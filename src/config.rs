// Economy configuration for GamblingDen Core
//
// Every tunable number the engine uses lives here. The defaults are the
// values the live site ships with; hosts may load a JSON override.

use serde::{Deserialize, Serialize};
use std::collections::BTreeMap;

use crate::types::{EconomyError, Result};

/// Cumulative XP needed for each level (index 0 = level 1)
pub const DEFAULT_LEVEL_THRESHOLDS: [u64; 50] = [
    0, 100, 250, 500, 800, 1200, 1700, 2300, 3000, 4000, 5200, 6600, 8200,
    10000, 12500, 15500, 19000, 23000, 28000, 34000, 41000, 49000, 58000, 68000,
    80000, 95000, 112000, 132000, 155000, 182000, 215000, 255000, 302000,
    358000, 425000, 505000, 600000, 715000, 850000, 1010000, 1200000, 1430000,
    1700000, 2020000, 2400000, 2850000, 3400000, 4050000, 4820000, 5750000,
];

/// Daily wheel prizes in wheel order
pub const DEFAULT_WHEEL_PRIZES: [f64; 8] = [10.0, 25.0, 50.0, 15.0, 100.0, 20.0, 35.0, 75.0];

/// Longest allowed gap between time-achievement checks (one day)
pub const MAX_TIME_CHECK_INTERVAL_SECS: i64 = 86_400;

/// Longest allowed marathon session (one week)
pub const MAX_MARATHON_MINUTES: i64 = 10_080;

/// One slice of the daily bonus wheel
#[derive(Debug, Clone, Copy, PartialEq, Serialize, Deserialize)]
pub struct WheelSegment {
    pub prize: f64,
    #[serde(default = "default_weight")]
    pub weight: u32,
}

fn default_weight() -> u32 {
    1
}

#[derive(Debug, Clone, PartialEq, Serialize, Deserialize)]
#[serde(rename_all = "camelCase", default)]
pub struct EconomyConfig {
    pub starting_balance: f64,
    pub xp_per_unit_wagered: f64,
    pub level_thresholds: Vec<u64>,
    /// Level reached -> achievement id
    pub level_milestones: BTreeMap<u32, String>,
    pub high_roller_bet: f64,
    pub lucky_streak_length: u32,
    pub whale_total_won: f64,
    /// Comeback: lowest balance must have dropped below this...
    pub comeback_floor: f64,
    /// ...and a win must lift the balance to at least this
    pub comeback_target: f64,
    /// Local hour window [start, end) for the night owl achievement
    pub night_owl_start_hour: u32,
    pub night_owl_end_hour: u32,
    pub marathon_minutes: i64,
    pub time_check_interval_secs: i64,
    pub daily_streak_target: u32,
    /// Games seeded into the play counters; playing all of them unlocks "diversified"
    pub games: Vec<String>,
    pub wheel_segments: Vec<WheelSegment>,
    pub storage_namespace: String,
}

impl Default for EconomyConfig {
    fn default() -> Self {
        let level_milestones = [(10, "level_10"), (25, "level_25"), (50, "level_50")]
            .into_iter()
            .map(|(level, id)| (level, id.to_string()))
            .collect();

        EconomyConfig {
            starting_balance: 100.0,
            xp_per_unit_wagered: 10.0,
            level_thresholds: DEFAULT_LEVEL_THRESHOLDS.to_vec(),
            level_milestones,
            high_roller_bet: 10.0,
            lucky_streak_length: 5,
            whale_total_won: 1000.0,
            comeback_floor: 10.0,
            comeback_target: 100.0,
            night_owl_start_hour: 0,
            night_owl_end_hour: 4,
            marathon_minutes: 30,
            time_check_interval_secs: 60,
            daily_streak_target: 7,
            games: ["slots", "blackjack", "crash", "scratch"]
                .iter()
                .map(|g| g.to_string())
                .collect(),
            wheel_segments: DEFAULT_WHEEL_PRIZES
                .iter()
                .map(|&prize| WheelSegment { prize, weight: 1 })
                .collect(),
            storage_namespace: "gd_".to_string(),
        }
    }
}

impl EconomyConfig {
    /// Parse a (possibly partial) JSON config; missing fields keep their defaults
    pub fn from_json(json: &str) -> Result<Self> {
        let config: EconomyConfig = serde_json::from_str(json)
            .map_err(|e| EconomyError::Config(format!("Invalid config JSON: {}", e)))?;
        config.validate()?;
        Ok(config)
    }

    pub fn validate(&self) -> Result<()> {
        match self.level_thresholds.first() {
            None => return Err(EconomyError::Config("levelThresholds is empty".to_string())),
            Some(&first) if first != 0 => {
                return Err(EconomyError::Config(format!(
                    "levelThresholds must start at 0, got {}",
                    first
                )))
            }
            Some(_) => {}
        }

        if let Some(pair) = self.level_thresholds.windows(2).find(|w| w[1] <= w[0]) {
            return Err(EconomyError::Config(format!(
                "levelThresholds must be strictly increasing ({} then {})",
                pair[0], pair[1]
            )));
        }

        if !(self.xp_per_unit_wagered.is_finite() && self.xp_per_unit_wagered > 0.0) {
            return Err(EconomyError::Config(
                "xpPerUnitWagered must be positive".to_string(),
            ));
        }

        if !(self.starting_balance.is_finite() && self.starting_balance >= 0.0) {
            return Err(EconomyError::Config(
                "startingBalance must be non-negative".to_string(),
            ));
        }

        let total_weight: u64 = self.wheel_segments.iter().map(|s| s.weight as u64).sum();
        if total_weight == 0 || total_weight > u32::MAX as u64 {
            return Err(EconomyError::Config(
                "wheelSegments need a total weight in 1..=u32::MAX".to_string(),
            ));
        }

        if self.night_owl_start_hour > 23 || self.night_owl_end_hour > 24 {
            return Err(EconomyError::Config("night owl hours out of range".to_string()));
        }

        if !(1..=MAX_TIME_CHECK_INTERVAL_SECS).contains(&self.time_check_interval_secs) {
            return Err(EconomyError::Config(format!(
                "timeCheckIntervalSecs must be within 1..={}",
                MAX_TIME_CHECK_INTERVAL_SECS
            )));
        }

        if !(1..=MAX_MARATHON_MINUTES).contains(&self.marathon_minutes) {
            return Err(EconomyError::Config(format!(
                "marathonMinutes must be within 1..={}",
                MAX_MARATHON_MINUTES
            )));
        }

        Ok(())
    }
}
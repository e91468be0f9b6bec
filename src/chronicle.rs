// Chronicle: Automerge-backed key-value store
//
// Every persisted key lives as a string scalar on the document root. A
// `WriteBatch` commits as a single Automerge transaction, and the whole
// document can be exported as one binary (or base64) snapshot.

use automerge::{transaction::Transactable, Automerge, AutomergeError, ReadDoc, Value};
use std::cell::RefCell;
use std::rc::Rc;

use crate::store::{KeyValueStore, WriteBatch};
use crate::types::{EconomyError, Result};

/// Shared handle to an Automerge document used as a key-value store
///
/// Clones share the same document, so a host can hand one clone to the
/// engine and keep another to export snapshots.
///
/// Document structure:
/// ROOT
/// ├── gd_balance: "90.00"
/// ├── gd_xp: "100"
/// ├── gd_stats: "{...json...}"
/// └── ...
#[derive(Clone)]
pub struct Chronicle {
    doc: Rc<RefCell<Automerge>>,
}

impl Chronicle {
    /// Create a Chronicle with an empty document
    pub fn new() -> Chronicle {
        Chronicle {
            doc: Rc::new(RefCell::new(Automerge::new())),
        }
    }

    /// Load a document from binary format
    pub fn load(data: &[u8]) -> Result<Chronicle> {
        let doc = Automerge::load(data)
            .map_err(|e| EconomyError::Crdt(format!("Failed to load document: {:?}", e)))?;
        Ok(Chronicle {
            doc: Rc::new(RefCell::new(doc)),
        })
    }

    /// Load a document from a base64 string
    pub fn load_from_base64(base64: &str) -> Result<Chronicle> {
        let data = base64_decode(base64)
            .map_err(|e| EconomyError::Serialization(format!("Invalid base64: {}", e)))?;
        Self::load(&data)
    }

    /// Save the document to binary format
    pub fn save(&self) -> Vec<u8> {
        self.doc.borrow().save()
    }

    /// Save the document to a base64 string (for localStorage or transport)
    pub fn save_to_base64(&self) -> String {
        base64_encode(&self.save())
    }

    /// Number of heads in the change graph
    pub fn change_count(&self) -> usize {
        self.doc.borrow().get_heads().len()
    }

    /// All keys currently on the document root
    pub fn keys(&self) -> Vec<String> {
        self.doc
            .borrow()
            .map_range(automerge::ROOT, ..)
            .map(|item| item.key.to_string())
            .collect()
    }

    fn transact<F>(&mut self, apply: F) -> Result<()>
    where
        F: FnOnce(&mut automerge::transaction::Transaction<'_>) -> std::result::Result<(), AutomergeError>,
    {
        self.doc
            .borrow_mut()
            .transact::<_, _, AutomergeError>(|tx| apply(tx))
            .map_err(|e| EconomyError::Crdt(format!("Transaction failed: {:?}", e)))?;
        Ok(())
    }
}

impl Default for Chronicle {
    fn default() -> Self {
        Self::new()
    }
}

impl KeyValueStore for Chronicle {
    fn get(&self, key: &str) -> Result<Option<String>> {
        let doc = self.doc.borrow();
        let entry = doc
            .get(automerge::ROOT, key)
            .map_err(|e| EconomyError::Crdt(format!("Failed to read {}: {:?}", key, e)))?;

        match entry {
            Some((Value::Scalar(s), _)) => match s.as_ref() {
                automerge::ScalarValue::Str(v) => Ok(Some(v.to_string())),
                // Foreign scalar types are not ours; treat as missing
                _ => Ok(None),
            },
            _ => Ok(None),
        }
    }

    fn set(&mut self, key: &str, value: &str) -> Result<()> {
        self.transact(|tx| tx.put(automerge::ROOT, key, value))
    }

    fn remove(&mut self, key: &str) -> Result<()> {
        if self.get(key)?.is_none() {
            return Ok(());
        }
        self.transact(|tx| tx.delete(automerge::ROOT, key))
    }

    fn commit(&mut self, batch: &WriteBatch) -> Result<()> {
        if batch.is_empty() {
            return Ok(());
        }

        let present: Vec<bool> = batch
            .iter()
            .map(|(key, _)| matches!(self.get(key), Ok(Some(_))))
            .collect();

        self.transact(|tx| {
            for ((key, value), exists) in batch.iter().zip(present) {
                match value {
                    Some(v) => tx.put(automerge::ROOT, key, v)?,
                    None if exists => tx.delete(automerge::ROOT, key)?,
                    None => {}
                }
            }
            Ok(())
        })
    }
}

// Base64 encoding/decoding helpers
fn base64_encode(data: &[u8]) -> String {
    let mut result = String::with_capacity(data.len().div_ceil(3) * 4);
    for chunk in data.chunks(3) {
        let mut buf = [0u8; 3];
        buf[..chunk.len()].copy_from_slice(chunk);

        let sextets = [
            buf[0] >> 2,
            ((buf[0] & 0x03) << 4) | (buf[1] >> 4),
            ((buf[1] & 0x0F) << 2) | (buf[2] >> 6),
            buf[2] & 0x3F,
        ];

        for (i, &val) in sextets.iter().enumerate() {
            if i > chunk.len() {
                result.push('=');
            } else {
                result.push(BASE64_CHARS[val as usize] as char);
            }
        }
    }
    result
}

fn base64_decode(data: &str) -> std::result::Result<Vec<u8>, String> {
    let bytes = data.trim().as_bytes();
    if bytes.len() % 4 != 0 {
        return Err("Invalid base64 length".to_string());
    }

    let last = (bytes.len() / 4).saturating_sub(1);
    let mut result = Vec::with_capacity(bytes.len() / 4 * 3);
    for (n, chunk) in bytes.chunks(4).enumerate() {
        // Padding may only trail the final chunk, at most two characters
        let pad = chunk.iter().rev().take_while(|&&ch| ch == b'=').count();
        if pad > 2 || (pad > 0 && n != last) {
            return Err("Misplaced padding".to_string());
        }

        let mut vals = [0u8; 4];
        for (i, &ch) in chunk[..4 - pad].iter().enumerate() {
            vals[i] = match BASE64_DECODE[ch as usize] {
                INVALID => return Err(format!("Invalid base64 character {:?}", ch as char)),
                v => v,
            };
        }

        result.push((vals[0] << 2) | (vals[1] >> 4));
        if pad < 2 {
            result.push((vals[1] << 4) | (vals[2] >> 2));
        }
        if pad < 1 {
            result.push((vals[2] << 6) | vals[3]);
        }
    }

    Ok(result)
}

const BASE64_CHARS: &[u8; 64] = b"ABCDEFGHIJKLMNOPQRSTUVWXYZabcdefghijklmnopqrstuvwxyz0123456789+/";

const INVALID: u8 = 0xFF;

const BASE64_DECODE: &[u8; 256] = &{
    let mut table = [INVALID; 256];
    let mut i = 0;
    while i < 64 {
        table[BASE64_CHARS[i] as usize] = i as u8;
        i += 1;
    }
    table
};

#[cfg(test)]
mod tests {
    use super::*;

    #[test]
    fn test_chronicle_creation() {
        let chronicle = Chronicle::new();
        assert_eq!(chronicle.change_count(), 0);
        assert!(chronicle.keys().is_empty());
    }

    #[test]
    fn test_set_get_remove() {
        let mut chronicle = Chronicle::new();
        chronicle.set("gd_balance", "90.00").unwrap();

        assert_eq!(chronicle.get("gd_balance").unwrap().as_deref(), Some("90.00"));
        assert_eq!(chronicle.get("gd_xp").unwrap(), None);

        chronicle.remove("gd_balance").unwrap();
        assert_eq!(chronicle.get("gd_balance").unwrap(), None);

        // Removing a missing key is a no-op
        chronicle.remove("gd_balance").unwrap();
    }

    #[test]
    fn test_batch_applies_sets_and_removes() {
        let mut chronicle = Chronicle::new();
        chronicle.set("gd_level", "4").unwrap();

        let mut batch = WriteBatch::new();
        batch.set("gd_balance", "90.00");
        batch.set("gd_xp", "100");
        batch.remove("gd_level");
        batch.remove("gd_never_written");
        chronicle.commit(&batch).unwrap();

        let mut keys = chronicle.keys();
        keys.sort();
        assert_eq!(keys, vec!["gd_balance".to_string(), "gd_xp".to_string()]);
        assert_eq!(chronicle.change_count(), 1);
    }

    #[test]
    fn test_clones_share_document() {
        let chronicle = Chronicle::new();
        let mut engine_handle = chronicle.clone();
        engine_handle.set("gd_xp", "250").unwrap();

        assert_eq!(chronicle.get("gd_xp").unwrap().as_deref(), Some("250"));
    }

    #[test]
    fn test_save_and_load() {
        let mut chronicle = Chronicle::new();
        chronicle.set("gd_stats", r#"{"totalWon":25.0}"#).unwrap();

        let restored = Chronicle::load(&chronicle.save()).unwrap();
        assert_eq!(
            restored.get("gd_stats").unwrap().as_deref(),
            Some(r#"{"totalWon":25.0}"#)
        );
    }

    #[test]
    fn test_base64_snapshot() {
        let mut chronicle = Chronicle::new();
        chronicle.set("gd_daily_last", "2026-03-10T12:00:00+00:00").unwrap();

        let snapshot = chronicle.save_to_base64();
        assert!(!snapshot.is_empty());

        let restored = Chronicle::load_from_base64(&snapshot).unwrap();
        assert_eq!(
            restored.get("gd_daily_last").unwrap().as_deref(),
            Some("2026-03-10T12:00:00+00:00")
        );
    }

    #[test]
    fn test_load_rejects_garbage() {
        assert!(Chronicle::load_from_base64("not base64!").is_err());
        assert!(Chronicle::load(&[1, 2, 3]).is_err());
    }

    #[test]
    fn test_base64_helpers() {
        assert_eq!(base64_encode(b"gd"), "Z2Q=");
        assert_eq!(base64_encode(b"gd_"), "Z2Rf");
        assert_eq!(base64_encode(b"g"), "Zw==");
        assert_eq!(base64_decode("Z2Q=").unwrap(), b"gd");
        assert_eq!(base64_decode("Zw==").unwrap(), b"g");
        assert!(base64_decode("Zw=").is_err());
    }

    #[test]
    fn test_base64_rejects_bad_padding() {
        assert!(base64_decode("ZZ=A").is_err());
        assert!(base64_decode("Zw==Zw==").is_err());
        assert!(base64_decode("Z===").is_err());
        assert!(base64_decode("====").is_err());
        assert_eq!(base64_decode("Zm9vZw==").unwrap(), b"foog");
        assert_eq!(base64_decode("").unwrap(), b"");
    }
}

☆ ☆ ☆

- [Task goal]: What should be returned is the run of lines from the first line of the material through the line containing "checks (one day)", exact and inclusive, and nothing else.

- [Answer box]:
filename src/config.rs
// Economy configuration for GamblingDen Core
//
// Every tunable number the engine uses lives here. The defaults are the
// values the live site ships with; hosts may load a JSON override.

use serde::{Deserialize, Serialize};
use std::collections::BTreeMap;

use crate::types::{EconomyError, Result};

/// Cumulative XP needed for each level (index 0 = level 1)
pub const DEFAULT_LEVEL_THRESHOLDS: [u64; 50] = [
    0, 100, 250, 500, 800, 1200, 1700, 2300, 3000, 4000, 5200, 6600, 8200,
    10000, 12500, 15500, 19000, 23000, 28000, 34000, 41000, 49000, 58000, 68000,
    80000, 95000, 112000, 132000, 155000, 182000, 215000, 255000, 302000,
    358000, 425000, 505000, 600000, 715000, 850000, 1010000, 1200000, 1430000,
    1700000, 2020000, 2400000, 2850000, 3400000, 4050000, 4820000, 5750000,
];

/// Daily wheel prizes in wheel order
pub const DEFAULT_WHEEL_PRIZES: [f64; 8] = [10.0, 25.0, 50.0, 15.0, 100.0, 20.0, 35.0, 75.0];

/// Longest allowed gap between time-achievement checks (one day)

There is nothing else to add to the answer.